Okay, so the previous section comes off a little “pro-sugar,” and that pains me deep within my nutrition soul. Reducing regular diet sugars is a good thing to do, and it is not bad advice to reduce regular diet sugar intake – in fact is a pretty good idea. The problem with the low sugar advice is that the people who need it most aren’t listening. The people who are listening to the advice are those who can actually eat sugar and “get away with it.” Kind of a catch-22 until the disobedient get on board.
Those who can get away with it are the active people. Probably people like you and your friends. Carbohydrates, and therefore sugar, generally improve endurance performance. However, these are the same people who have become fearful of sugar. It is not necessary. Even low-carbers should be having some carbohydrate near endurance exercise, and about half of those carbs should be sugar. Why is that?
Going back to the first paragraph of this section, I use the phrase, “regular diet sugars.” What am I talking about? By “regular diet,” I am referring to meals that occur distant in time from exercise. In other words, more than or equal to 2 hours before or 2 hours after exercise while the body is at rest. Within the time frame near exercise, sugars can actually benefit endurance performance – these are strategic sugars. It’s an exception to the rule. Within 30 minutes of exercise, during exercise, and depending on the circumstances, up to 4 hours post-exercise, sugars are going to offer performance benefits.
The reason athletes and other performance-oriented people should have some sugar near exercise is because it is going to fuel their workout or race. Within 30 minutes of starting a race, increasing blood sugar by eating a mix of sugar and other carbs helps the athlete start strong. During the race, a mix of sugars and starch keep the athlete going strong through the finish with some quick sugars and sustained energy from slower releasing sugars from starch.
Post-exercise is a little different and may be confusing. You’re done exercising, so sugars are “bad” again, right? Wrong. Simple sugars are the most effective way to replenish the muscle glycogen burned up during the race or workout, and having a little fructose enhances total carb utilization. Having an extended release of sugar does not capitalize on the body’s willingness to use the sugars – a willingness that is created by exercise. Once exercises ends, the body gradually returns to a “normal” state, one that is not as likely to put sugar to good use (it takes ~2 hours). However, slamming some sugars soon after exercise will direct them towards the muscle to restock fuel supplies, and this practice improves endurance performance over the long haul. Any danger of sugar is attenuated with exercise.

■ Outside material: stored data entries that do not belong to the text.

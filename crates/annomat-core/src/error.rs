//! Error types for annotated-matrix operations.
//!
//! Every fallible operation in the workspace returns [`AnnError`]. Errors are
//! detected synchronously at the offending call, before any state changes,
//! so a returned error always means the target was left untouched.

use thiserror::Error;

use crate::axis::Axis;

/// Errors from indexing, element access, and structural mutation.
#[derive(Clone, Debug, PartialEq, Eq, Error)]
pub enum AnnError {
    /// A 2-D array does not have the dimensions its target requires.
    ///
    /// Raised by whole-matrix replacement, sub-slice assignment, and
    /// `obsm`/`varm` entry or whole-map replacement. `expected_cols` is
    /// `None` when only the leading dimension is constrained.
    #[error(
        "{target}: expected shape {}, found {found_rows}x{found_cols}",
        expected_shape(.expected_rows, .expected_cols)
    )]
    Shape {
        /// What was being written (e.g. `X`, `obsm['pca']`).
        target: String,
        /// Required leading dimension.
        expected_rows: usize,
        /// Required trailing dimension, if constrained.
        expected_cols: Option<usize>,
        /// Leading dimension of the rejected array.
        found_rows: usize,
        /// Trailing dimension of the rejected array.
        found_cols: usize,
    },

    /// A 1-D sequence does not match the axis it annotates.
    #[error("{target}: expected length {expected}, found {found}")]
    Length {
        /// What was being written (e.g. `obs['cell_type']`, `var_names`).
        target: String,
        /// Required length.
        expected: usize,
        /// Length of the rejected sequence.
        found: usize,
    },

    /// Lookup of a key that is not present.
    #[error("key '{key}' not found in {map}")]
    KeyNotFound {
        /// The map that was searched (e.g. `uns`, `varm`, `obs_names`).
        map: String,
        /// The missing key.
        key: String,
    },

    /// A position is outside the axis extent.
    #[error("index {index} out of bounds for {axis} axis of extent {extent}")]
    IndexOutOfBounds {
        /// Axis the position refers to.
        axis: Axis,
        /// The offending position.
        index: usize,
        /// Extent of the axis.
        extent: usize,
    },

    /// A selector that cannot be normalized into a selection.
    #[error("invalid {axis} selector: {reason}")]
    InvalidSelector {
        /// Axis the selector was applied to.
        axis: Axis,
        /// Description of the problem.
        reason: String,
    },

    /// An axis name appears more than once.
    #[error("duplicate name '{name}' in {}", names_index(.axis))]
    DuplicateName {
        /// Axis whose names collide.
        axis: Axis,
        /// The repeated name.
        name: String,
    },
}

fn expected_shape(rows: &usize, cols: &Option<usize>) -> String {
    match cols {
        Some(cols) => format!("{rows}x{cols}"),
        None => format!("{rows}x_"),
    }
}

fn names_index(axis: &Axis) -> &'static str {
    axis.names_name()
}

impl AnnError {
    /// Shorthand for a [`AnnError::KeyNotFound`].
    pub fn key_not_found(map: impl Into<String>, key: impl Into<String>) -> Self {
        Self::KeyNotFound {
            map: map.into(),
            key: key.into(),
        }
    }
}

Consuming sugar indiscriminately is a problem, and this article does not intend to minimize the dangers of such an approach. However, strategic and deliberate sugar consumption is very likely best practice for producing tip-top endurance performance. This includes before, during, and after training or racing. So the next time you pick up a post-workout, like RecoverElite, and you see 40+ grams of sugar, rest easy knowing that those sugars are strategic for recovering muscle glycogen post-exercise and powering future performance. Also of note, ALL sugars in supplements are added sugars. If you ever see a supplement label that lists “sugars” but not “added sugars,” that label is wrong and they should be listed as added sugars as well!